STUDY MATERIAL: Begin

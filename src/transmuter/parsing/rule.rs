//! Rule algebra
//!
//!     Grammar structure is a closed sum type. Every variant maps an input path set to an
//!     output path set (see the runtime for the evaluation semantics); the variant set is
//!     fixed so evaluation and rendering can match exhaustively.
//!
//!     Rules are normalised once when a grammar is built: feature switches are resolved,
//!     nested sequences and alternations are flattened, empty items dropped and single-item
//!     groups unwrapped. Normalisation never changes the set of paths a rule produces.
//!
//!     Notation:
//!
//!         a b          sequence
//!         [x]          optional
//!         {x}          zero or more
//!         (a | b)      alternation
//!         @feature(x)  switch

use crate::transmuter::lexing::tag::TagId;
use crate::transmuter::parsing::grammar::RuleId;
use std::collections::BTreeSet;
use std::fmt;

/// Enabled feature flags of a grammar build.
pub type Features = BTreeSet<String>;

#[derive(Debug, Clone, PartialEq, Eq)]
pub enum Rule {
    Sequence(Vec<Rule>),
    Optional(Box<Rule>),
    Repeat(Box<Rule>),
    Alternation(Vec<Rule>),
    Terminal(TagId),
    NonTerminal(RuleId),
    Switch { feature: String, body: Box<Rule> },
}

impl Rule {
    /// The rule matching nothing, which always succeeds without consuming.
    pub fn empty() -> Self {
        Rule::Sequence(Vec::new())
    }

    pub fn seq<I: IntoIterator<Item = Rule>>(items: I) -> Self {
        Rule::Sequence(items.into_iter().collect())
    }

    pub fn alt<I: IntoIterator<Item = Rule>>(alternatives: I) -> Self {
        Rule::Alternation(alternatives.into_iter().collect())
    }

    pub fn optional(body: Rule) -> Self {
        Rule::Optional(Box::new(body))
    }

    pub fn repeat(body: Rule) -> Self {
        Rule::Repeat(Box::new(body))
    }

    pub fn terminal(tag: TagId) -> Self {
        Rule::Terminal(tag)
    }

    pub fn nonterminal(rule: RuleId) -> Self {
        Rule::NonTerminal(rule)
    }

    pub fn switch(feature: impl Into<String>, body: Rule) -> Self {
        Rule::Switch {
            feature: feature.into(),
            body: Box::new(body),
        }
    }

    pub fn is_empty(&self) -> bool {
        matches!(self, Rule::Sequence(items) if items.is_empty())
    }

    /// Visit this rule and every nested rule, parents first.
    pub fn walk<'a>(&'a self, visit: &mut impl FnMut(&'a Rule)) {
        visit(self);
        match self {
            Rule::Sequence(items) | Rule::Alternation(items) => {
                for item in items {
                    item.walk(visit);
                }
            }
            Rule::Optional(body) | Rule::Repeat(body) | Rule::Switch { body, .. } => {
                body.walk(visit)
            }
            Rule::Terminal(_) | Rule::NonTerminal(_) => {}
        }
    }

    /// Simplify the rule for a build with `features` enabled.
    pub fn normalize(self, features: &Features) -> Rule {
        match self {
            Rule::Switch { feature, body } => {
                if features.contains(&feature) {
                    body.normalize(features)
                } else {
                    Rule::empty()
                }
            }
            Rule::Sequence(items) => {
                let mut flat = Vec::with_capacity(items.len());
                for item in items {
                    match item.normalize(features) {
                        Rule::Sequence(inner) => flat.extend(inner),
                        other => flat.push(other),
                    }
                }
                unwrap_single(flat, Rule::Sequence)
            }
            Rule::Alternation(alternatives) => {
                let mut flat = Vec::with_capacity(alternatives.len());
                for alternative in alternatives {
                    match alternative.normalize(features) {
                        Rule::Alternation(inner) => flat.extend(inner),
                        other => flat.push(other),
                    }
                }
                // An empty alternation must keep failing, so only singletons unwrap.
                if flat.len() == 1 {
                    unwrap_single(flat, Rule::Alternation)
                } else {
                    Rule::Alternation(flat)
                }
            }
            Rule::Optional(body) => match body.normalize(features) {
                body if body.is_empty() => body,
                body @ (Rule::Optional(_) | Rule::Repeat(_)) => body,
                body => Rule::optional(body),
            },
            Rule::Repeat(body) => match body.normalize(features) {
                body if body.is_empty() => body,
                Rule::Optional(inner) => Rule::Repeat(inner),
                body @ Rule::Repeat(_) => body,
                body => Rule::repeat(body),
            },
            leaf @ (Rule::Terminal(_) | Rule::NonTerminal(_)) => leaf,
        }
    }

    /// Render in grammar notation using `names` for tags and rules.
    pub fn notation<'a, N: Naming + ?Sized>(&'a self, names: &'a N) -> Notation<'a, N> {
        Notation { rule: self, names }
    }
}

fn unwrap_single(mut items: Vec<Rule>, wrap: fn(Vec<Rule>) -> Rule) -> Rule {
    if items.len() == 1 {
        if let Some(only) = items.pop() {
            return only;
        }
    }
    wrap(items)
}

/// Name lookup used when rendering rules.
pub trait Naming {
    fn tag_name(&self, tag: TagId) -> &str;
    fn rule_name(&self, rule: RuleId) -> &str;
}

pub struct Notation<'a, N: ?Sized> {
    rule: &'a Rule,
    names: &'a N,
}

impl<'a, N: Naming + ?Sized> Notation<'a, N> {
    fn nested(&self, rule: &'a Rule) -> Notation<'a, N> {
        Notation {
            rule,
            names: self.names,
        }
    }

    fn joined(&self, f: &mut fmt::Formatter<'_>, items: &'a [Rule], sep: &str) -> fmt::Result {
        for (i, item) in items.iter().enumerate() {
            if i > 0 {
                f.write_str(sep)?;
            }
            write!(f, "{}", self.nested(item))?;
        }
        Ok(())
    }
}

impl<N: Naming + ?Sized> fmt::Display for Notation<'_, N> {
    fn fmt(&self, f: &mut fmt::Formatter<'_>) -> fmt::Result {
        match self.rule {
            Rule::Sequence(items) if items.is_empty() => f.write_str("()"),
            Rule::Sequence(items) => self.joined(f, items, " "),
            Rule::Alternation(alternatives) => {
                f.write_str("(")?;
                self.joined(f, alternatives, " | ")?;
                f.write_str(")")
            }
            Rule::Optional(body) => write!(f, "[{}]", self.nested(body)),
            Rule::Repeat(body) => write!(f, "{{{}}}", self.nested(body)),
            Rule::Switch { feature, body } => write!(f, "@{}({})", feature, self.nested(body)),
            Rule::Terminal(tag) => f.write_str(self.names.tag_name(*tag)),
            Rule::NonTerminal(rule) => f.write_str(self.names.rule_name(*rule)),
        }
    }
}

#[cfg(test)]
mod tests {
    use super::*;

    struct Plain;

    impl Naming for Plain {
        fn tag_name(&self, tag: TagId) -> &str {
            ["a", "b", "c"].get(tag.index()).copied().unwrap_or("?")
        }

        fn rule_name(&self, rule: RuleId) -> &str {
            ["Root", "Item"].get(rule.index()).copied().unwrap_or("?")
        }
    }

    fn t(raw: u32) -> Rule {
        Rule::terminal(TagId::from_raw(raw))
    }

    fn none() -> Features {
        Features::new()
    }

    #[test]
    fn test_nested_sequences_flatten() {
        let rule = Rule::seq([t(0), Rule::seq([t(1), Rule::empty()]), t(2)]);
        assert_eq!(rule.normalize(&none()), Rule::seq([t(0), t(1), t(2)]));
    }

    #[test]
    fn test_singletons_unwrap() {
        assert_eq!(Rule::seq([t(0)]).normalize(&none()), t(0));
        assert_eq!(Rule::alt([t(1)]).normalize(&none()), t(1));
    }

    #[test]
    fn test_empty_alternation_is_kept() {
        assert_eq!(Rule::alt([]).normalize(&none()), Rule::alt([]));
    }

    #[test]
    fn test_nested_alternations_flatten() {
        let rule = Rule::alt([t(0), Rule::alt([t(1), t(2)])]);
        assert_eq!(rule.normalize(&none()), Rule::alt([t(0), t(1), t(2)]));
    }

    #[test]
    fn test_optional_and_repeat_collapse() {
        assert_eq!(
            Rule::optional(Rule::optional(t(0))).normalize(&none()),
            Rule::optional(t(0))
        );
        assert_eq!(
            Rule::repeat(Rule::repeat(t(0))).normalize(&none()),
            Rule::repeat(t(0))
        );
        assert_eq!(
            Rule::repeat(Rule::optional(t(0))).normalize(&none()),
            Rule::repeat(t(0))
        );
        assert!(Rule::optional(Rule::empty()).normalize(&none()).is_empty());
    }

    #[test]
    fn test_switch_resolution() {
        let rule = Rule::seq([t(0), Rule::switch("extra", t(1))]);
        let enabled = Features::from(["extra".to_string()]);

        assert_eq!(rule.clone().normalize(&none()), t(0));
        assert_eq!(rule.normalize(&enabled), Rule::seq([t(0), t(1)]));
    }

    #[test]
    fn test_notation() {
        let rule = Rule::seq([
            t(0),
            Rule::optional(t(1)),
            Rule::repeat(Rule::alt([Rule::nonterminal(RuleId::from_raw(1)), t(2)])),
            Rule::switch("extra", t(2)),
        ]);
        assert_eq!(
            rule.notation(&Plain).to_string(),
            "a [b] {(Item | c)} @extra(c)"
        );
        assert_eq!(Rule::empty().notation(&Plain).to_string(), "()");
    }

    #[test]
    fn test_walk_visits_every_node() {
        let rule = Rule::seq([t(0), Rule::optional(Rule::alt([t(1), t(2)]))]);
        let mut count = 0;
        rule.walk(&mut |_| count += 1);
        assert_eq!(count, 6);
    }
}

STUDY MATERIAL: End

BRIEF: Lines containing the string "extra" in the entries above should be counted. State that number alone.

WRITTEN ANSWER: 4